Time & date
Wednesday September 2nd 2015 9:00pm Pacific Standard Time, Thursday Sept 3rd 2015 9:00am Pakistan time, Thursday Sept 3rd 2015 noon Malaysian time, Thursday Thursday September 3rd , 2015 02:00am Rio Standard Time.
Coordinates of team members:
See: http://pinger.unimas.my/pinger/contact.php
Attendees
Invitees:
Hassaan Khaliq+, Kashif, Raja, Samad Riaz (SEECS); Johari, Nara, Adnan Khan+ (UNIMAS); Abdullah, Badrul, Anjum+, Ridzuan, Ibrahim (UM); Hanan, Saqib+ (UTM); Adib-, Fatima- (UUM); Fizi Jalil (MYREN); Thiago-, Les+, Bebo (SLAC)
+ Confirmed attendance
- Responded but Unable to attend:
? Individual emails sent
Actual attendees:
Hassaan, Johari, Adnan, Anjum, Saqib (we could see Saqibs icon and at first we could hear, but after a few minutes we were unable to communicate by message or voice), Bebo, Les
Administration
- Membership of pinger-my in https://groups.google.com
We are working with Dr Zaidi the new head of SEECS to investigate resources need to continue support of PingER in Pakistan. We communicated first week in August. No word since. Sent a reminder 8/1/2015. We had a rump meeting of Anjum, Hassaan and Les to discuss the way forward.

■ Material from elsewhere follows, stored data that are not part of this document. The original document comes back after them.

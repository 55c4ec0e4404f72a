//! Middleware for session token validation

use axum::{body::Body, extract::State, http::Request, middleware::Next, response::Response};
use common::session::TOKEN_HEADER;
use uuid::Uuid;

use crate::{error::AuthError, state::AppState};

/// Authenticated user information
#[derive(Debug, Clone)]
pub struct AuthUser {
    pub id: Uuid,
    /// The token the request was authenticated with
    pub token: String,
}

/// Resolve the `X-Token` header to a user
///
/// Missing, unknown and expired tokens are rejected alike; a cache failure
/// is an internal error rather than a rejection.
pub async fn auth_middleware(
    State(state): State<AppState>,
    mut req: Request<Body>,
    next: Next,
) -> Result<Response, AuthError> {
    let token = req
        .headers()
        .get(TOKEN_HEADER)
        .and_then(|header| header.to_str().ok())
        .ok_or(AuthError::Unauthorized)?
        .to_string();

    let user_id = state
        .sessions
        .resolve(&token)
        .await?
        .ok_or(AuthError::Unauthorized)?;

    req.extensions_mut().insert(AuthUser { id: user_id, token });

    Ok(next.run(req).await)
}
// Durable artwork cache
// Maps an artwork identifier to the public URL it was published under

use anyhow::{Context, Result};
use std::collections::BTreeMap;
use std::fs;
use std::path::{Path, PathBuf};

/// In-memory mapping backed by a pretty-printed JSON object on disk
#[derive(Debug)]
pub struct ArtCache {
    path: PathBuf,
    entries: BTreeMap<String, String>,
}

impl ArtCache {
    /// Load the cache file, starting empty if it is missing, empty or unreadable
    pub fn load(path: impl Into<PathBuf>) -> Self {
        let path = path.into();
        let entries = read_entries(&path);
        let cache = Self { path, entries };

        if !cache.is_empty() {
            log::info!("Loaded {} cached artwork URLs from {:?}", cache.len(), cache.path());
        }

        cache
    }

    pub fn path(&self) -> &Path {
        &self.path
    }

    pub fn get(&self, key: &str) -> Option<&str> {
        self.entries.get(key).map(String::as_str)
    }

    /// Memory only; call `save` (or use `insert_and_persist`) to write it out
    pub fn set(&mut self, key: impl Into<String>, url: impl Into<String>) {
        self.entries.insert(key.into(), url.into());
    }

    pub fn len(&self) -> usize {
        self.entries.len()
    }

    pub fn is_empty(&self) -> bool {
        self.entries.is_empty()
    }

    /// Write the whole mapping to disk. Failures are logged, never returned.
    pub fn save(&self) {
        if let Err(e) = self.try_save() {
            log::error!("Failed to save artwork cache to {:?}: {:#}", self.path, e);
        }
    }

    pub fn insert_and_persist(&mut self, key: impl Into<String>, url: impl Into<String>) {
        self.set(key, url);
        self.save();
    }

    fn try_save(&self) -> Result<()> {
        if let Some(parent) = self.path.parent().filter(|p| !p.as_os_str().is_empty()) {
            fs::create_dir_all(parent).context("Failed to create cache directory")?;
        }

        let content =
            serde_json::to_string_pretty(&self.entries).context("Failed to serialize cache")?;

        // Readers only ever see the old file or the complete new one
        let tmp = self.path.with_extension("json.tmp");
        let replaced = fs::write(&tmp, content)
            .context("Failed to write temporary cache file")
            .and_then(|_| fs::rename(&tmp, &self.path).context("Failed to replace cache file"));
        if replaced.is_err() {
            let _ = fs::remove_file(&tmp);
        }
        replaced?;

        log::debug!("Saved {} artwork URLs to {:?}", self.entries.len(), self.path);
        Ok(())
    }
}

fn read_entries(path: &Path) -> BTreeMap<String, String> {
    let content = match fs::read_to_string(path) {
        Ok(content) => content,
        Err(e) if e.kind() == std::io::ErrorKind::NotFound => return BTreeMap::new(),
        Err(e) => {
            log::warn!("Could not read artwork cache {:?}, starting empty: {}", path, e);
            return BTreeMap::new();
        }
    };

    if content.trim().is_empty() {
        return BTreeMap::new();
    }

    serde_json::from_str(&content).unwrap_or_else(|e| {
        log::warn!("Artwork cache {:?} is malformed, starting empty: {}", path, e);
        BTreeMap::new()
    })
}

#[cfg(test)]
mod tests {
    use super::*;
    use tempfile::TempDir;

    fn cache_in(temp: &TempDir) -> ArtCache {
        ArtCache::load(temp.path().join("art_cache.json"))
    }

    #[test]
    fn missing_file_starts_empty() {
        let temp = TempDir::new().unwrap();
        let cache = cache_in(&temp);
        assert!(cache.is_empty());
    }

    #[test]
    fn empty_file_starts_empty() {
        let temp = TempDir::new().unwrap();
        fs::write(temp.path().join("art_cache.json"), "").unwrap();
        assert!(cache_in(&temp).is_empty());
    }

    #[test]
    fn corrupt_file_starts_empty() {
        let temp = TempDir::new().unwrap();
        fs::write(temp.path().join("art_cache.json"), "{not json").unwrap();
        assert!(cache_in(&temp).is_empty());
    }

    #[test]
    fn wrong_shape_starts_empty() {
        let temp = TempDir::new().unwrap();
        fs::write(temp.path().join("art_cache.json"), r#"["a", "b"]"#).unwrap();
        assert!(cache_in(&temp).is_empty());
    }

    #[test]
    fn saved_mapping_reloads_identically() {
        let temp = TempDir::new().unwrap();
        let mut cache = cache_in(&temp);
        cache.set("A123", "https://files.catbox.moe/abc.jpg");
        cache.set("T456", "https://files.catbox.moe/def.png");
        cache.set("with \"quotes\" and ünïcode", "https://example.com/x");
        cache.save();

        let reloaded = cache_in(&temp);
        assert_eq!(reloaded.entries, cache.entries);
        assert!(!temp.path().join("art_cache.json.tmp").exists());
    }

    #[test]
    fn set_does_not_touch_disk() {
        let temp = TempDir::new().unwrap();
        let mut cache = cache_in(&temp);
        cache.set("A123", "https://example.com/a.jpg");

        assert_eq!(cache.get("A123"), Some("https://example.com/a.jpg"));
        assert!(!cache.path().exists());
    }

    #[test]
    fn insert_and_persist_writes_pretty_json() {
        let temp = TempDir::new().unwrap();
        let mut cache = cache_in(&temp);
        cache.insert_and_persist("A123", "https://example.com/a.jpg");

        let content = fs::read_to_string(cache.path()).unwrap();
        assert!(content.contains("\n  \"A123\": \"https://example.com/a.jpg\""));
    }

    #[test]
    fn save_creates_missing_directories() {
        let temp = TempDir::new().unwrap();
        let mut cache = ArtCache::load(temp.path().join("state").join("art_cache.json"));
        cache.insert_and_persist("A123", "https://example.com/a.jpg");

        let reloaded = ArtCache::load(temp.path().join("state").join("art_cache.json"));
        assert_eq!(reloaded.get("A123"), Some("https://example.com/a.jpg"));
    }

    #[test]
    fn failed_save_is_not_fatal() {
        let temp = TempDir::new().unwrap();
        // A directory where the file should be makes the rename fail
        let path = temp.path().join("art_cache.json");
        fs::create_dir(&path).unwrap();
        fs::write(path.join("keep"), "x").unwrap();

        let mut cache = ArtCache::load(&path);
        cache.insert_and_persist("A123", "https://example.com/a.jpg");

        assert_eq!(cache.get("A123"), Some("https://example.com/a.jpg"));
        assert!(!temp.path().join("art_cache.json.tmp").exists());
        assert!(path.join("keep").exists());
    }
}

- NETAPPS2015: Adib reports "We have received some good number of submissions and the reviewing process have started already. we will have a committee meeting tomorrow at the same time of PINGER group meeting. I will update you afterward."
Four papers were submitted related to PingER August 25th
Anjum submitted a paper to NETAPPS2015 "Adaptive Geolocation of Internet Hosts"
Les, Thiago, Johari, Bebo and Topher White submitted a paper on "Worldwide Internet Performance Measurements Using Lightweight Measurement Platforms"
Saqib submitted a paper "PingER Malaysia-Internet Performance Measuring Project: A Case Study". This paper needs reformatting, Saqib is working on it. It also needs reviewing. Les will look at.
Thiago and the Brazilian team submitted a paper on "Applying Data Warehousing and Big Data Techniques to Analyze Internet Performance'. Adib has kindly come up with a way in which the authors are unlikely to be able to attend, so somebody else will present.
Geolocation Anjum,
Anjum believes the TULIP Geolocation application can be improved significantly. At least there are few ideas that we can try. For this, either a group of undergraduate students or an active masters student is required. The resultant work can easily be the thesis of masters level. Who is interested?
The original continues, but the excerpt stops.